Now routinely any one who tells me they're being bullied in the workplace gets referred to Tim's site.  He even has links to children's resources with cartoons on how to talk back to bullies.
Bullying stifles creativity and reduces performance.  Despite television shows that show the worker doing better for a brief period when his daughter's life is being threatened, like torture, bullying has a very short shelf life with very unpredictable outcomes. Staff turnover is often a reflection of bullying. So much of the problems in workplace are directly a consequence of the usually very poor education and training of middle management.
I've been amused as how in my own field doctors with a dozen years of training and expertise and years of experience are commonly given an administrator who at best has an undergraduate degree, if luck a 3-5 year mba and not one of these august management types has ever had a phd yet they're often bullying colleagues with several phd's demanding more work for less pay while enjoying all the perks themselves.  Overall issues like this affect performance throughout the system.
Military platoons performance was best when the leadership was seasoned and experienced.  The new management model of 'parachuting' in untried leaders rather than taking people who are experienced from the ranks might provide 'loyalty' to the crown but it doesn't provide the highest standards of leadership and hence performance by the group.
I enjoyed the professor from the 'bully lab' who said that bullying commonly is a product of the 'bully' not being educated in alternatives and themselves being afraid.  It's those who are most out of control who desire control so earnestly.  Education and learning better means of coping help the bully as much as the victim.

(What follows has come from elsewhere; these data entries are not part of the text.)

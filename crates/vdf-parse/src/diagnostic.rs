//! Parse errors and their rendering.

use ariadne::{Color, Label, Report, ReportKind, Source};
use vdf_tokenizer::{LexError, Position};
use vdf_tree::{Document, KeyValue};

use crate::ParseErrorKind;

/// Name used in reports for sources without a file identifier.
const ANONYMOUS: &str = "<input>";

/// A parse error with source location.
#[derive(Debug, Clone)]
pub struct ParseError {
    /// The kind of error.
    pub kind: ParseErrorKind,
    /// Where the error occurred.
    pub position: Position,
    /// Nodes parsed before the failure.
    partial: Vec<KeyValue>,
}

impl ParseError {
    /// Create a new parse error.
    pub fn new(kind: ParseErrorKind, position: Position) -> Self {
        Self {
            kind,
            position,
            partial: Vec::new(),
        }
    }

    /// Attach the top-level nodes parsed before the failure.
    pub(crate) fn with_partial(mut self, partial: Vec<KeyValue>) -> Self {
        self.partial = partial;
        self
    }

    /// The kind of error.
    pub fn kind(&self) -> &ParseErrorKind {
        &self.kind
    }

    /// Where the error occurred.
    pub fn position(&self) -> &Position {
        &self.position
    }

    /// Top-level nodes parsed before the failure, including the node that was
    /// being built when it happened (as an empty block if its value was never
    /// read). For diagnostics only.
    pub fn partial(&self) -> &[KeyValue] {
        &self.partial
    }

    /// Take the partial tree.
    pub fn into_partial(self) -> Document {
        Document::new(self.partial)
    }

    /// Render this error with ariadne.
    ///
    /// `source` must be the text of the file the error points into.
    pub fn render(&self, source: &str) -> String {
        let mut output = Vec::new();
        self.write_report(source, &mut output);
        String::from_utf8(output).unwrap_or_else(|_| format!("{}", self))
    }

    /// Write the error report to a writer.
    pub fn write_report<W: std::io::Write>(&self, source: &str, writer: W) {
        let filename = self.position.file().unwrap_or(ANONYMOUS);
        let report = self.build_report(filename, source.len());
        let _ = report
            .finish()
            .write((filename, Source::from(source)), writer);
    }

    fn build_report<'a>(
        &self,
        filename: &'a str,
        source_len: usize,
    ) -> ariadne::ReportBuilder<'static, (&'a str, std::ops::Range<usize>)> {
        let range = self.position.range();
        let start = range.start.min(source_len.saturating_sub(1));
        let range = start..range.end.min(source_len);

        let label = |message: &str| {
            Label::new((filename, range.clone()))
                .with_message(message.to_string())
                .with_color(Color::Red)
        };
        let report = Report::build(ReportKind::Error, (filename, range.clone()))
            .with_message(self.kind.to_string());

        match &self.kind {
            ParseErrorKind::Lex(LexError::UnterminatedString) => report
                .with_label(label("string starts here"))
                .with_help("add a closing '\"'"),
            ParseErrorKind::Lex(LexError::DanglingEscape) => report
                .with_label(label("escape has nothing to escape"))
                .with_help("write '\\\\' for a literal backslash"),
            ParseErrorKind::Lex(LexError::Io(_)) => {
                report.with_label(label("reading stopped here"))
            }
            ParseErrorKind::UnexpectedToken { .. } => report
                .with_label(label("expected a key here"))
                .with_help("every entry starts with a quoted or unquoted key"),
            ParseErrorKind::DanglingCloseBrace => report
                .with_label(label("no block to close"))
                .with_help("remove this '}' or add the matching '{'"),
            ParseErrorKind::UnclosedBlock => report
                .with_label(label("block opened here"))
                .with_help("add a closing '}'"),
            ParseErrorKind::MissingValue => report
                .with_label(label("this key has no value"))
                .with_help("follow the key with a value or a '{ ... }' block"),
            ParseErrorKind::NestingTooDeep { .. } => {
                report.with_label(label("too deep"))
            }
            ParseErrorKind::Include(_) => report
                .with_label(label("included here"))
                .with_help("a file cannot include itself, directly or through other files"),
        }
    }
}

impl std::fmt::Display for ParseError {
    fn fmt(&self, f: &mut std::fmt::Formatter<'_>) -> std::fmt::Result {
        write!(f, "{} at {}", self.kind, self.position)
    }
}

impl std::error::Error for ParseError {
    fn source(&self) -> Option<&(dyn std::error::Error + 'static)> {
        match &self.kind {
            ParseErrorKind::Lex(e) => Some(e),
            ParseErrorKind::Include(e) => Some(e),
            _ => None,
        }
    }
}

#[cfg(test)]
mod tests {
    use super::*;
    use facet_testhelpers::test;
    use std::sync::Arc;

    fn render_stripped(error: &ParseError, source: &str) -> String {
        let rendered = error.render(source);
        String::from_utf8(strip_ansi_escapes::strip(rendered.as_bytes())).unwrap()
    }

    #[test]
    fn test_display_has_provenance() {
        let err = ParseError::new(
            ParseErrorKind::DanglingCloseBrace,
            Position::new(4, 1, 4).with_file(Some(Arc::from("game.vdf"))),
        );
        assert_eq!(err.to_string(), "unexpected closing brace at game.vdf:1:5");
    }

    #[test]
    fn test_render_dangling_close_brace() {
        let source = "\"x\" }";
        let err = ParseError::new(ParseErrorKind::DanglingCloseBrace, Position::new(4, 1, 4));
        let output = render_stripped(&err, source);
        assert!(output.contains("unexpected closing brace"), "{}", output);
        assert!(output.contains("<input>"), "{}", output);
        assert!(output.contains("no block to close"), "{}", output);
    }

    #[test]
    fn test_render_position_at_end_of_input() {
        let source = "\"a\"";
        let err = ParseError::new(ParseErrorKind::MissingValue, Position::new(3, 1, 3));
        let output = render_stripped(&err, source);
        assert!(output.contains("key has no value"), "{}", output);
    }

    #[test]
    fn test_render_position_past_end_of_source() {
        let err = ParseError::new(ParseErrorKind::UnclosedBlock, Position::new(40, 3, 0));
        let output = render_stripped(&err, "\"a\" {");
        assert!(output.contains("block opened here"), "{}", output);
    }

    #[test]
    fn test_source_chain() {
        use std::error::Error;
        let err = ParseError::new(
            ParseErrorKind::Lex(LexError::UnterminatedString),
            Position::default(),
        );
        assert!(err.source().is_some());
        let err = ParseError::new(ParseErrorKind::UnclosedBlock, Position::default());
        assert!(err.source().is_none());
    }

    #[test]
    fn test_partial_tree() {
        let err = ParseError::new(ParseErrorKind::UnclosedBlock, Position::default())
            .with_partial(vec![KeyValue::leaf("a", "1")]);
        assert_eq!(err.partial().len(), 1);
        assert_eq!(err.into_partial().root().and_then(|kv| kv.value()), Some("1"));
    }
}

Programs like Anger management for men and women, locally we have Moose Anger Management, are the kinds of programs that can reduce bullying and teach potential bullies how to cope better and more effectively without doing the reptile or ape dance.


Anonymous said...



haykind said...

Ecclesiastes said something similiar though I've most like Thoreau's most people live 'lives of quiet desperation". They're the back drop to the incredible number of exceptions that prove the rule. I love the surprises. Thanks for your comment.